Si vous saviez comme je vous comprends! Il est difficile d'être séparé des membres de sa famille. Il me semble que j'ai souvent vécu ces situations dans ma vie. C'est le lot des personnes de haute naissance que de voir les membres de leur famille éparpillés un peu partout en Europe, selon les alliances et les mariages. Et je le vis encore maintenant que je suis séparée de ma sœur Élisabeth et de mes enfants, sans avoir de leurs nouvelles. Comme je vous comprends!

Je suis heureuse que vous me parliez du Trianon et du Hameau, et de ce que vous avez ressenti en les voyant. Ce sont exactement les sentiments que ces endroits m'inspiraient et ce que je voulais qu'ils inspirent aux autres. La vie à Versailles pouvait parfois être si lourde... Mais que de beauté, de tranquillité et de moments de bonheur, tout près!

Écrivez-moi de nouveau, cher Timothé, si vous en avez envie.
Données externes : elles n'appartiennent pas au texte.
use axum::Json;
use axum::extract::State;
use axum::http::StatusCode;
use axum::response::IntoResponse;
use tracing::instrument;
use uuid::Uuid;

use crate::error::{AppError, ErrorBody};
use crate::extractors::auth::AuthUser;
use crate::extractors::request::{AppJson, AppPath};
use crate::models::participant::*;
use crate::services::{identity, participation};
use crate::state::AppState;

#[utoipa::path(
    post,
    path = "/register",
    tag = "Participants",
    operation_id = "registerParticipant",
    summary = "Register a participant",
    description = "Creates a tenant-scoped participant and returns its long-lived credential. The trimmed name must not be used by another participant of the same tenant.",
    request_body = RegisterParticipantRequest,
    responses(
        (status = 201, description = "Participant registered", body = RegisterParticipantResponse),
        (status = 400, description = "Validation error (VALIDATION_ERROR)", body = ErrorBody),
        (status = 403, description = "Tenant inactive (TENANT_INACTIVE)", body = ErrorBody),
        (status = 404, description = "Tenant not found (NOT_FOUND)", body = ErrorBody),
        (status = 409, description = "Name in use (NICKNAME_TAKEN)", body = ErrorBody),
    ),
)]
#[instrument(skip(state, payload), fields(tenant_id = %payload.tenant_id))]
pub async fn register_participant(
    State(state): State<AppState>,
    AppJson(payload): AppJson<RegisterParticipantRequest>,
) -> Result<impl IntoResponse, AppError> {
    let model = identity::register(
        &state.db,
        &state.config.auth,
        payload.tenant_id,
        &payload.name,
        payload.avatar.as_deref(),
    )
    .await?;

    Ok((
        StatusCode::CREATED,
        Json(RegisterParticipantResponse::from(model)),
    ))
}

#[utoipa::path(
    get,
    path = "/{id}",
    tag = "Participants",
    operation_id = "getParticipant",
    summary = "Get a participant profile",
    description = "Only the participant named by the credential may read its profile.",
    params(("id" = Uuid, Path, description = "Participant ID")),
    responses(
        (status = 200, description = "Profile", body = ParticipantResponse),
        (status = 401, description = "Unauthorized (TOKEN_MISSING, TOKEN_INVALID, UNAUTHORIZED)", body = ErrorBody),
        (status = 404, description = "Participant not found (NOT_FOUND)", body = ErrorBody),
    ),
    security(("jwt" = [])),
)]
#[instrument(skip(state, auth_user), fields(id = %id))]
pub async fn get_participant(
    auth_user: AuthUser,
    State(state): State<AppState>,
    AppPath(id): AppPath<Uuid>,
) -> Result<Json<ParticipantResponse>, AppError> {
    let model = identity::get_profile(&state.db, &auth_user, id).await?;
    Ok(Json(model.into()))
}

#[utoipa::path(
    patch,
    path = "/{id}",
    tag = "Participants",
    operation_id = "updateParticipant",
    summary = "Edit a participant profile",
    description = "Changes name and/or avatar. Scoreboards show the new profile on their next read.",
    params(("id" = Uuid, Path, description = "Participant ID")),
    request_body = UpdateParticipantRequest,
    responses(
        (status = 200, description = "Profile updated", body = ParticipantResponse),
        (status = 400, description = "Validation error (VALIDATION_ERROR)", body = ErrorBody),
        (status = 401, description = "Unauthorized (TOKEN_MISSING, TOKEN_INVALID, UNAUTHORIZED)", body = ErrorBody),
        (status = 404, description = "Participant not found (NOT_FOUND)", body = ErrorBody),
        (status = 409, description = "Name in use (NICKNAME_TAKEN)", body = ErrorBody),
    ),
    security(("jwt" = [])),
)]
#[instrument(skip(state, auth_user, payload), fields(id = %id))]
pub async fn update_participant(
    auth_user: AuthUser,
    State(state): State<AppState>,
    AppPath(id): AppPath<Uuid>,
    AppJson(payload): AppJson<UpdateParticipantRequest>,
) -> Result<Json<ParticipantResponse>, AppError> {
    let model = identity::update_profile(
        &state.db,
        &auth_user,
        id,
        identity::ProfileChanges {
            display_name: payload.name,
            avatar: payload.avatar,
        },
    )
    .await?;
    Ok(Json(model.into()))
}

#[utoipa::path(
    delete,
    path = "/{id}",
    tag = "Participants",
    operation_id = "deleteParticipant",
    summary = "Delete a participant",
    description = "Soft delete by the participant itself. The credential stops working and the participant disappears from scoreboards; history rows are kept.",
    params(("id" = Uuid, Path, description = "Participant ID")),
    responses(
        (status = 204, description = "Participant deleted"),
        (status = 401, description = "Unauthorized (TOKEN_MISSING, TOKEN_INVALID, UNAUTHORIZED)", body = ErrorBody),
        (status = 404, description = "Participant not found (NOT_FOUND)", body = ErrorBody),
    ),
    security(("jwt" = [])),
)]
#[instrument(skip(state, auth_user), fields(id = %id))]
pub async fn delete_participant(
    auth_user: AuthUser,
    State(state): State<AppState>,
    AppPath(id): AppPath<Uuid>,
) -> Result<StatusCode, AppError> {
    identity::delete_participant(&state.db, &auth_user, id).await?;
    Ok(StatusCode::NO_CONTENT)
}

#[utoipa::path(
    get,
    path = "/{id}/participations",
    tag = "Participants",
    operation_id = "listMyParticipations",
    summary = "List a participant's session history",
    params(("id" = Uuid, Path, description = "Participant ID")),
    responses(
        (status = 200, description = "Participations, most recent first", body = Vec<ParticipationResponse>),
        (status = 401, description = "Unauthorized (TOKEN_MISSING, TOKEN_INVALID, UNAUTHORIZED)", body = ErrorBody),
        (status = 404, description = "Participant not found (NOT_FOUND)", body = ErrorBody),
    ),
    security(("jwt" = [])),
)]
#[instrument(skip(state, auth_user), fields(id = %id))]
pub async fn list_my_participations(
    auth_user: AuthUser,
    State(state): State<AppState>,
    AppPath(id): AppPath<Uuid>,
) -> Result<Json<Vec<ParticipationResponse>>, AppError> {
    let me = identity::get_profile(&state.db, &auth_user, id).await?;
    let rows = participation::list_for_participant(&state.db, &me).await?;
    Ok(Json(rows.into_iter().map(ParticipationResponse::from).collect()))
}
use std::sync::Arc;

use sea_orm::DatabaseConnection;

use crate::config::AppConfig;

#[derive(Clone)]
pub struct AppState {
    pub db: DatabaseConnection,
    pub config: Arc<AppConfig>,
}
Je serai ravie d'avoir encore une fois de vos nouvelles.

Marie-Antoinette

Madame,

Je suis heureux d'avoir eu de vos nouvelles, car j'avoue avoir eu peur qu'il vous soit arrivé quelque chose. Comment vous portez-vous? À mon époque, nous sommes actuellement au mois d'octobre et le temps est des plus froids, alors moi qui vis avec tout ce dont j'ai besoin, je n'ose même pas imaginer vos conditions. Est-ce que les révolutionnaires vous fournissent des vêtements chauds, ou au moins de quoi vous chauffer?

Que Dieu vous garde!

Très cher Timothé,

J’aimerais vous écrire que je me porte bien, mais cela m’est bien difficile. Je suis malade, et j’essaie tant bien que mal de garder espoir malgré tout. Certains moments sont plus difficiles que d’autres...
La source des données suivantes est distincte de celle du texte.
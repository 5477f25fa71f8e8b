use serde_json::json;
use uuid::Uuid;

use crate::common::{PASSWORD, TestApp, routes};

mod lifecycle {
    use super::*;

    #[tokio::test]
    async fn super_admin_can_create_and_fetch_a_tenant() {
        let app = TestApp::spawn().await;

        let res = app
            .post_with_token(
                routes::TENANTS,
                &json!({"name": "  Acme Pub  ", "description": "Weekly quiz night"}),
                &app.super_token,
            )
            .await;
        assert_eq!(res.status, 201, "{}", res.text);
        assert_eq!(res.body["name"], "Acme Pub");
        assert_eq!(res.body["status"], "active");

        let fetched = app
            .get_with_token(&routes::tenant(res.id()), &app.super_token)
            .await;
        assert_eq!(fetched.status, 200);
        assert_eq!(fetched.body["description"], "Weekly quiz night");
    }

    #[tokio::test]
    async fn empty_tenant_name_is_rejected() {
        let app = TestApp::spawn().await;

        let res = app
            .post_with_token(routes::TENANTS, &json!({"name": "   "}), &app.super_token)
            .await;

        assert_eq!(res.status, 400);
        assert_eq!(res.body["code"], "VALIDATION_ERROR");
    }

    #[tokio::test]
    async fn deleting_a_tenant_deactivates_it() {
        let app = TestApp::spawn().await;
        let active = app.create_tenant("Acme").await;
        let doomed = app.create_tenant("Globex").await;

        let res = app
            .delete_with_token(&routes::tenant(doomed), &app.super_token)
            .await;
        assert_eq!(res.status, 200, "{}", res.text);
        assert_eq!(res.body["status"], "inactive");

        let inactive = app
            .get_with_token(
                &format!("{}?status=inactive", routes::TENANTS),
                &app.super_token,
            )
            .await;
        assert_eq!(inactive.status, 200);
        let ids: Vec<String> = inactive
            .body
            .as_array()
            .unwrap()
            .iter()
            .map(|t| t["id"].as_str().unwrap().to_string())
            .collect();
        assert_eq!(ids, vec![doomed.to_string()]);
        assert!(!ids.contains(&active.to_string()));
    }

    #[tokio::test]
    async fn update_can_reactivate_and_clear_description() {
        let app = TestApp::spawn().await;
        let tenant_id = app.create_tenant("Acme").await;
        app.delete_with_token(&routes::tenant(tenant_id), &app.super_token)
            .await;

        let res = app
            .patch_with_token(
                &routes::tenant(tenant_id),
                &json!({"status": "active", "description": null, "name": "Acme II"}),
                &app.super_token,
            )
            .await;

        assert_eq!(res.status, 200, "{}", res.text);
        assert_eq!(res.body["status"], "active");
        assert_eq!(res.body["name"], "Acme II");
        assert!(res.body["description"].is_null());
    }

    #[tokio::test]
    async fn unknown_tenant_is_not_found() {
        let app = TestApp::spawn().await;

        let res = app
            .get_with_token(&routes::tenant(Uuid::now_v7()), &app.super_token)
            .await;

        assert_eq!(res.status, 404);
        assert_eq!(res.body["code"], "NOT_FOUND");
    }
}

mod inactive_tenant {
    use super::*;

    #[tokio::test]
    async fn inactive_tenant_rejects_registration_and_new_sessions() {
        let app = TestApp::spawn().await;
        let (tenant_id, admin_token) = app.tenant_with_admin("Acme").await;
        app.delete_with_token(&routes::tenant(tenant_id), &app.super_token)
            .await;

        let register = app
            .post_without_token(
                routes::REGISTER,
                &json!({"tenant_id": tenant_id, "name": "Alice"}),
            )
            .await;
        assert_eq!(register.status, 403);
        assert_eq!(register.body["code"], "TENANT_INACTIVE");

        let session = app
            .post_with_token(routes::SESSIONS, &json!({"title": "Late"}), &admin_token)
            .await;
        assert_eq!(session.status, 403);
        assert_eq!(session.body["code"], "TENANT_INACTIVE");
    }

    #[tokio::test]
    async fn inactive_tenant_rejects_new_joins_but_keeps_existing_ones() {
        let app = TestApp::spawn().await;
        let (tenant_id, admin_token) = app.tenant_with_admin("Acme").await;
        let session_id = app.create_session(&admin_token, "Friday").await;
        let alice = app.register(tenant_id, "Alice").await;
        let bob = app.register(tenant_id, "Bob").await;
        assert_eq!(app.join(session_id, &alice).await.status, 201);

        app.delete_with_token(&routes::tenant(tenant_id), &app.super_token)
            .await;

        let again = app.join(session_id, &alice).await;
        assert_eq!(again.status, 200, "{}", again.text);

        let fresh = app.join(session_id, &bob).await;
        assert_eq!(fresh.status, 403);
        assert_eq!(fresh.body["code"], "TENANT_INACTIVE");
    }
}

mod permissions {
    use super::*;

    #[tokio::test]
    async fn tenant_admin_cannot_manage_tenants() {
        let app = TestApp::spawn().await;
        let (tenant_id, token) = app.tenant_with_admin("Acme").await;

        let create = app
            .post_with_token(routes::TENANTS, &json!({"name": "Rogue"}), &token)
            .await;
        assert_eq!(create.status, 403);
        assert_eq!(create.body["code"], "PERMISSION_DENIED");

        let delete = app
            .delete_with_token(&routes::tenant(tenant_id), &token)
            .await;
        assert_eq!(delete.status, 403);
        assert_eq!(delete.body["code"], "PERMISSION_DENIED");
    }

    #[tokio::test]
    async fn tenant_admin_can_read_only_its_own_tenant() {
        let app = TestApp::spawn().await;
        let (tenant_id, token) = app.tenant_with_admin("Acme").await;
        let other = app.create_tenant("Globex").await;

        let own = app.get_with_token(&routes::tenant(tenant_id), &token).await;
        assert_eq!(own.status, 200);

        let foreign = app.get_with_token(&routes::tenant(other), &token).await;
        assert_eq!(foreign.status, 403);
        assert_eq!(foreign.body["code"], "CROSS_TENANT_ACCESS");
    }

    #[tokio::test]
    async fn participant_cannot_list_tenants() {
        let app = TestApp::spawn().await;
        let tenant_id = app.create_tenant("Acme").await;
        let alice = app.register(tenant_id, "Alice").await;

        let res = app.get_with_token(routes::TENANTS, &alice.credential).await;

        assert_eq!(res.status, 403);
        assert_eq!(res.body["code"], "PERMISSION_DENIED");
    }
}

mod admins {
    use super::*;

    #[tokio::test]
    async fn usernames_are_unique_across_tenants() {
        let app = TestApp::spawn().await;
        let acme = app.create_tenant("Acme").await;
        let globex = app.create_tenant("Globex").await;
        app.create_tenant_admin(acme, "quizmaster").await;

        let res = app
            .post_with_token(
                &routes::tenant_admins(globex),
                &json!({"username": "quizmaster", "password": PASSWORD}),
                &app.super_token,
            )
            .await;

        assert_eq!(res.status, 409);
        assert_eq!(res.body["code"], "USERNAME_TAKEN");
    }

    #[tokio::test]
    async fn tenant_admin_lists_its_own_admins() {
        let app = TestApp::spawn().await;
        let (tenant_id, token) = app.tenant_with_admin("Acme").await;
        app.create_tenant_admin(tenant_id, "second").await;

        let res = app
            .get_with_token(&routes::tenant_admins(tenant_id), &token)
            .await;

        assert_eq!(res.status, 200);
        let names: Vec<&str> = res
            .body
            .as_array()
            .unwrap()
            .iter()
            .map(|a| a["username"].as_str().unwrap())
            .collect();
        assert_eq!(names, vec!["acme_admin", "second"]);
    }

    #[tokio::test]
    async fn reset_password_replaces_the_old_one() {
        let app = TestApp::spawn().await;
        let tenant_id = app.create_tenant("Acme").await;
        let created = app
            .post_with_token(
                &routes::tenant_admins(tenant_id),
                &json!({"username": "host", "password": PASSWORD}),
                &app.super_token,
            )
            .await;
        let admin_id = created.id();

        let res = app
            .put_with_token(
                &routes::admin_password(admin_id),
                &json!({"password": "brand-new-pass"}),
                &app.super_token,
            )
            .await;
        assert_eq!(res.status, 204, "{}", res.text);

        let old = app
            .post_without_token(
                routes::LOGIN,
                &json!({"username": "host", "password": PASSWORD}),
            )
            .await;
        assert_eq!(old.status, 401);
        app.login("host", "brand-new-pass").await;
    }

    #[tokio::test]
    async fn rename_and_delete_an_admin() {
        let app = TestApp::spawn().await;
        let tenant_id = app.create_tenant("Acme").await;
        let created = app
            .post_with_token(
                &routes::tenant_admins(tenant_id),
                &json!({"username": "host", "password": PASSWORD}),
                &app.super_token,
            )
            .await;
        let admin_id = created.id();

        let renamed = app
            .patch_with_token(
                &routes::admin(admin_id),
                &json!({"username": "emcee"}),
                &app.super_token,
            )
            .await;
        assert_eq!(renamed.status, 200, "{}", renamed.text);
        assert_eq!(renamed.body["username"], "emcee");

        let deleted = app
            .delete_with_token(&routes::admin(admin_id), &app.super_token)
            .await;
        assert_eq!(deleted.status, 204);

        let again = app
            .delete_with_token(&routes::admin(admin_id), &app.super_token)
            .await;
        assert_eq!(again.status, 404);
    }

    #[tokio::test]
    async fn deleted_admin_credential_stops_working() {
        let app = TestApp::spawn().await;
        let (_, token) = app.tenant_with_admin("Acme").await;
        let me = app.get_with_token(routes::ME, &token).await;
        assert_eq!(
            app.get_with_token(routes::SESSIONS, &token).await.status,
            200
        );

        let deleted = app
            .delete_with_token(&routes::admin(me.id()), &app.super_token)
            .await;
        assert_eq!(deleted.status, 204);

        let res = app.get_with_token(routes::SESSIONS, &token).await;
        assert_eq!(res.status, 401);
        assert_eq!(res.body["code"], "TOKEN_INVALID");
    }

    #[tokio::test]
    async fn super_admin_cannot_delete_itself() {
        let app = TestApp::spawn().await;
        let me = app.get_with_token(routes::ME, &app.super_token).await;

        let res = app
            .delete_with_token(&routes::admin(me.id()), &app.super_token)
            .await;

        assert_eq!(res.status, 409);
        assert_eq!(res.body["code"], "CONFLICT");
    }

    #[tokio::test]
    async fn inactive_tenant_cannot_get_new_admins() {
        let app = TestApp::spawn().await;
        let tenant_id = app.create_tenant("Acme").await;
        app.delete_with_token(&routes::tenant(tenant_id), &app.super_token)
            .await;

        let res = app
            .post_with_token(
                &routes::tenant_admins(tenant_id),
                &json!({"username": "late", "password": PASSWORD}),
                &app.super_token,
            )
            .await;

        assert_eq!(res.status, 403);
        assert_eq!(res.body["code"], "TENANT_INACTIVE");
    }
}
Les conditions à la Conciergerie sont précaires. Heureusement, une jeune femme nommée Rosalie prend soin de ma personne et cela m’aide et me réconforte un peu. Je n’attends rien des révolutionnaires et je me garde bien de leur faire trop de demandes. Mais j’imagine bien qu’ils se doivent de faire au moins un peu attention à ma personne, puisque je suis une monnaie d’échange intéressante ou parce qu'éventuellement ils me jugeront. Dans les deux cas, ils ont besoin de moi vivante.

L’état de ma santé me préoccupe. Peut-être les révolutionnaires se feront-ils jouer un tour par Dieu? Je l’espère parfois… puis, je reprends courage.